Increased cargo demand boosts freighters earnings

Andrew Mutuma, DHL Country Manager Kenya

For many businesses, coronavirus has presented financial challenges they have ever had to face.

With their customers under lockdown, shops shuttered, cashflow drying up and their staff on unpaid leave, they wonder how they are going to survive.

While many companies are hurting during the coronavirus pandemic, some businesses are seeing lots of new and returning customers.

Delivery, cleaning services, grocery stores, liquor, and wine stores, fitness equipment making companies, tutoring businesses are among sectors witnessing increased business during the pandemic period.

Delivery services

With many consumers afraid to leave their homes or being advised by governments to shelter in place during the coronavirus crisis, professional delivery services have stepped up to make sure goods can be delivered to homes and businesses.

Deutsche Post DHL Express, an international provider of air, sea, and road freight services is among the firms which are reporting “brisk business”.

The firm which says Kenya represents its third-largest market in the African continent has seen huge growth for its cargo business in recent weeks coinciding with the surge of the COVID 19 pandemic, Andrew Mutuma, DHL Country Manager Kenya says.

“For DHL our operations have began to run smoothly. Essentially our business has continued to grow stronger in this pandemic period,” Mutuma notes.

Despite the easing of travel restrictions in several countries, most airlines are running a fraction of their usual routes and the industry does not expect to return to pre-pandemic levels until at least 2023.

Mutuma however says the firm which operates in 52 African countries and 220 countries globally has seen its business more than double benefiting from an increase in e-commerce business as a result of a boom in online shopping during lock-downs.

Kenya imports a wide range of goods from China and other countries with electronics like mobile phones topping shipment orders that also include clothing, kitchenware, furniture, machinery, optical and medical equipment.

The rapid spread of the coronavirus has prompted governments to step up control measures to rein the pandemic.
Mutuma however admits that the windfall from COVID 19 is not certainly permanent hence the firm is looking ahead by laying down strategies to ensure it continues to thrive beyond the medium term. These include digitizing its processes and enhancing turnaround times for deliveries.

“Covid is not forever. You also have to strike that balance in terms of what we need now and we go to normal services,” he says.

Mutuma adds the rise of e-commerce and increased competition are driving demand for real-time supply chain visibility, which is the reason DHL is investing in the technology.

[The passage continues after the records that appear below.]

//! Output Normalizer: classify a raw ProcessOutcome into a ToolResult.

use std::time::Duration;

use crate::{
    engine::ProcessOutcome,
    error::{ToolError, ToolOutput, ToolResult},
};

/// Phrases the engine emits on failures that still exit with status 0:
/// message tags from the evaluator plus wolframscript licensing text.
/// Extend via `WOLFRAM_ERROR_MARKERS`, not by editing this list.
pub const DEFAULT_ERROR_MARKERS: &[&str] = &[
    "Syntax::",
    "$Failed",
    "$Aborted",
    "is not licensed",
    "Failed to authenticate",
    "activation key",
    "Cannot find a valid Wolfram",
];

#[derive(Debug, Clone)]
pub struct Normalizer {
    markers: Vec<String>,
}

impl Normalizer {
    /// Built-in marker set plus any configured extras.
    pub fn new(extra_markers: impl IntoIterator<Item = String>) -> Self {
        let mut markers: Vec<String> =
            DEFAULT_ERROR_MARKERS.iter().map(|m| m.to_string()).collect();
        markers.extend(extra_markers.into_iter().filter(|m| !m.trim().is_empty()));
        Self { markers }
    }

    /// The classification ladder: timeout, nonzero exit, engine-reported
    /// marker, empty output, success, in that order.
    pub fn classify(&self, outcome: &ProcessOutcome, limit: Duration) -> ToolResult {
        if outcome.timed_out {
            return Err(ToolError::Timeout { seconds: limit.as_secs() });
        }
        if outcome.status != Some(0) {
            let diagnostic = pick_diagnostic(&outcome.stderr, &outcome.stdout);
            return Err(ToolError::EngineExecution {
                status: outcome.status.unwrap_or(-1),
                diagnostic,
            });
        }
        if let Some(line) = self.marker_line(&outcome.stdout).or_else(|| self.marker_line(&outcome.stderr)) {
            return Err(ToolError::EngineReported { diagnostic: line.trim().to_string() });
        }
        let text = normalize_text(&outcome.stdout);
        if text.is_empty() {
            return Err(ToolError::EmptyResult);
        }
        Ok(ToolOutput { text, raw: outcome.stdout.clone() })
    }

    fn marker_line<'a>(&self, text: &'a str) -> Option<&'a str> {
        text.lines()
            .find(|line| self.markers.iter().any(|m| line.contains(m.as_str())))
    }
}

fn pick_diagnostic(stderr: &str, stdout: &str) -> String {
    let stderr = stderr.trim();
    if !stderr.is_empty() {
        return stderr.to_string();
    }
    let stdout = stdout.trim();
    if !stdout.is_empty() {
        return stdout.to_string();
    }
    "no diagnostic output".to_string()
}

/// Trim outer whitespace and trailing whitespace per line; interior
/// structure (multi-line results) is preserved as the engine printed it.
fn normalize_text(raw: &str) -> String {
    raw.lines()
        .map(str::trim_end)
        .collect::<Vec<_>>()
        .join("\n")
        .trim()
        .to_string()
}

#[cfg(test)]
mod tests {
    use super::*;
    use crate::error::ErrorKind;

    fn outcome(status: Option<i32>, stdout: &str, stderr: &str, timed_out: bool) -> ProcessOutcome {
        ProcessOutcome {
            status,
            stdout: stdout.to_string(),
            stderr: stderr.to_string(),
            elapsed: Duration::from_millis(5),
            timed_out,
        }
    }

    fn classify(o: &ProcessOutcome) -> ToolResult {
        Normalizer::new(std::iter::empty()).classify(o, Duration::from_secs(30))
    }

    #[test]
    fn clean_output_is_success_with_raw_preserved() {
        let result = classify(&outcome(Some(0), "4\n", "", false)).unwrap();
        assert_eq!(result.text, "4");
        assert_eq!(result.raw, "4\n");
    }

    #[test]
    fn timeout_wins_over_everything() {
        let err = classify(&outcome(None, "partial", "noise", true)).unwrap_err();
        assert_eq!(err.kind(), ErrorKind::Timeout);
    }

    #[test]
    fn nonzero_exit_carries_stderr() {
        let err = classify(&outcome(Some(2), "", "kernel crashed\n", false)).unwrap_err();
        match err {
            ToolError::EngineExecution { status, diagnostic } => {
                assert_eq!(status, 2);
                assert_eq!(diagnostic, "kernel crashed");
            }
            other => panic!("unexpected: {other:?}"),
        }
    }

    #[test]
    fn marker_on_zero_exit_is_engine_reported() {
        let stdout = "Syntax::sntxi: Incomplete expression; more input is needed.\n$Failed\n";
        let err = classify(&outcome(Some(0), stdout, "", false)).unwrap_err();
        match err {
            ToolError::EngineReported { diagnostic } => {
                assert!(diagnostic.starts_with("Syntax::sntxi"));
            }
            other => panic!("unexpected: {other:?}"),
        }
    }

    #[test]
    fn licensing_failure_is_distinguishable() {
        let err = classify(&outcome(
            Some(0),
            "This computer is not licensed to run Wolfram Engine.\n",
            "",
            false,
        ))
        .unwrap_err();
        assert_eq!(err.kind(), ErrorKind::EngineReportedError);
    }

    #[test]
    fn configured_extra_markers_apply() {
        let normalizer = Normalizer::new(vec!["Recursion::".to_string()]);
        let err = normalizer
            .classify(
                &outcome(Some(0), "Recursion::limit exceeded\n", "", false),
                Duration::from_secs(30),
            )
            .unwrap_err();
        assert_eq!(err.kind(), ErrorKind::EngineReportedError);
    }

    #[test]
    fn blank_stdout_on_zero_exit_is_empty_result() {
        let err = classify(&outcome(Some(0), "  \n\t\n", "", false)).unwrap_err();
        assert_eq!(err.kind(), ErrorKind::EmptyResult);
    }

    #[test]
    fn symbolic_forms_pass_through_untouched() {
        let result = classify(&outcome(Some(0), "x^3/3   \n", "", false)).unwrap();
        assert_eq!(result.text, "x^3/3");
    }

    #[test]
    fn multi_line_results_keep_interior_structure() {
        let result = classify(&outcome(Some(0), "{{1, 2},\n {3, 4}}\n", "", false)).unwrap();
        assert_eq!(result.text, "{{1, 2},\n {3, 4}}");
    }
}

“What we are doing is to focus more on digitilisation,” he says.

In April, digital freight forwarder Saloodo!, a subsidiary of Deutsche Post DHL Express launched a new digital road freight platform for shippers and transport providers along the Northern Corridor.

The service is available for cargo movement within Kenya as well as to and from its neighbouring countries of Uganda, Somalia, Rwanda, and South Sudan which mostly depend on the port of Mombasa for their imports and exports.